Structures of the repeating capsular polysaccharides in the HS:4 and HS:15 serotypes. The HS:4 serotype contains N-acetyl-d-glucosamine and 6-deoxy-d-ido-heptose (or l-glycero-d-ido-heptose), whereas the HS:15 serotype contains l-arabinose and 6-deoxy-l-gulo-heptose (12, 13). The CPS from serotype HS:4 has also been shown to be decorated with an O-methyl phosphoramidate moiety on the ido-heptose at C2 or C7 (12).

Figure 2:

Biosynthetic pathway for formation of 6-deoxy-heptoses.

Figure 3:

The structures of six GDP-6-deoxy-heptoses that have been isolated from the catalytic activity of eight C4-reductases from various strains of C. jejuni (6, 16).

Figure 4:

Sequence similarity network for 25 C4-reductases identified within various strains of C. jejuni at a sequence identity cutoff of 89%. The green colored nodes denote C4-reductases that have previously been isolated and the products characterized (11, 16). The yellow-colored nodes indicate C4-reductases that are characterized in this investigation. The grey-colored nodes are for reductases likely involved in the biosynthesis of 3,6-dideoxy heptoses and those colored blue are additional C4-reductases that have not been purified. The product specificities for the numbered clusters are as follows: Group-1 (GDP-6-deoxy-d-altro-heptose (4)); Group-2 (GDP-6-deoxy-l-galacto-heptose (6)); Group-3 (GDP-6-deoxy-d-ido-heptose (5)); Group-4 (GDP-6-deoxy-l-gulo-heptose (8)); Group-5 (GDP-6-deoxy-d-manno-heptose (3)); Group-6 (GDP-6-deoxy-l-gluco-heptose (7)); and Group-7 (GDP-6-deoxy-d-ido-heptose (5)).

Figure 5:

Demonstration of the ability of the HS:10B C4-reductase to catalyze the isomerization of C3 and C5 of GDP-6-deoxy-4-keto-d-lyxo-heptose (2). The enzyme was incubated with compound 2 in the presence of NADP⁺ at pH 7.5. (A) Control experiment showing a portion of the ¹H NMR spectrum of compound 2 prior to the addition of enzyme.
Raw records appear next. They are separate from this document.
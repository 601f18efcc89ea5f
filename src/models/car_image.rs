//! Car image schema
//!
//! Images are uploaded and converted by the content service; the admin tool
//! only edits their metadata.

use serde::{Deserialize, Serialize};
use serde_json::{json, Map, Value};

use super::form::{optional_text, ContentSchema, FormErrors, FormField, Scope};
use super::{ContentType, Item};

pub struct CarImage;

#[derive(Debug, Clone, Default, Serialize, Deserialize)]
#[serde(rename_all = "camelCase")]
pub struct CarImageForm {
    #[serde(default)]
    pub copyright_information: String,
    #[serde(default)]
    pub description: String,
}

impl ContentSchema for CarImage {
    const KIND: ContentType = ContentType::Image;
    type Form = CarImageForm;

    fn form_from_item(item: &Item) -> CarImageForm {
        CarImageForm {
            copyright_information: item.get_str("copyrightInformation").unwrap_or_default().to_string(),
            description: item.get_str("description").unwrap_or_default().to_string(),
        }
    }

    fn fields(form: &CarImageForm, _options: &[Item]) -> Vec<FormField> {
        vec![
            FormField::text("copyrightInformation", "Copyright", &form.copyright_information).required(),
            FormField::textarea("description", "Description", &form.description),
        ]
    }

    fn validate(form: &CarImageForm, scope: &Scope) -> Result<Map<String, Value>, FormErrors> {
        let mut errors = FormErrors::new();
        let copyright = errors.required_text("copyrightInformation", &form.copyright_information);
        let model_id = scope.parent_id(ContentType::Model);
        if model_id.is_none() {
            errors.add("carModelID", "Image must belong to a model");
        }
        errors.finish(json!({
            "carModelID": model_id,
            "copyrightInformation": copyright,
            "description": optional_text(&form.description),
        }))
    }
}
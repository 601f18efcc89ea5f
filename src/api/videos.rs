//! Video list
//!
//! - GET /videos - Videos known to the content service (read only)

use axum::{response::Html, routing::get, Router};

use super::middleware::{AdminError, AppState, RequestScope};
use super::resource::rows;
use crate::models::ContentType;
use crate::views::Section;

/// GET /videos
pub async fn index(scope: RequestScope) -> Result<Html<String>, AdminError> {
    let videos = scope.aggregator().fetch_all(ContentType::Video).await?;

    let mut context = scope.page(Section::Videos);
    context.insert("videos", &rows(&videos));
    scope.render("videos/index.html", &context)
}

pub fn router() -> Router<AppState> {
    Router::new().route("/", get(index))
}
The doublet at ~5.48 ppm is from the hydrogen attached to C1. (B) A portion of the ¹H NMR spectrum of compound 2 after the addition of 4 μM HS:10B C4-reductase in the presence of NADP⁺. The unresolved doublet of doublets at ~5.38 ppm is for the C3-isomerized product and the triplet at ~5.31 ppm is for the C5-isomerized product. The triplet at ~5.02 ppm is from the C3/C5-isomerized product (8). Additional details are provided in the text.

Figure 6:

Ribbon representation of the C4-reductase from serotype HS:15. The enzyme functions as a dimer with C2 symmetry. In the view shown, the two-fold rotational axis is perpendicular to the plane of the page. The ligands are depicted in space filling representations.

Figure 7:

Superposition of the ribbon drawings for the C4-reductase and the GDP-l-fucose synthase. The α-carbon traces for the reductase and fucose synthase and their bound ligands are highlighted in teal and gray, respectively.

Figure 8:

Closeup view of the active site. Tyr137 and Lys141 are found, with only a few exception, in all SDR superfamily members. Cys110 and His180 are typically found in those C4-reductases that catalyze epimerizations. Note that the nicotinamide ring of the NADPH adopts the syn conformation, which is another characteristic for members of the SDR superfamily.

Figure 9.

Structural alignment of the C4-reductase Cj1428 from C. jejuni serotype HS:2 and Alphafold2 structural predictions of the HS:29A and HS:8B C4-reductases. (A) The structure of Cj1428 (PDB id: 7M13) is depicted as a dimer colored in wheat with bound ligands shown as green sticks. The predicted structure of the HS:29A C4-reductase monomer is shown in blue (residues 1–341) with the extra amino acids at the C-terminus of the protein shown in red (residues 342–378). (B) C4-reductase Cj1428 from serotype HS:2 as a dimer in wheat (PDB id: 7M13) with bound ligands shown as green sticks. Shown in the green ribbon diagram is the Alphafold2 structural prediction for the HS:8B C4-reductase (residues 29–374). The amino acids at the N-terminus are colored red (residues 1–28).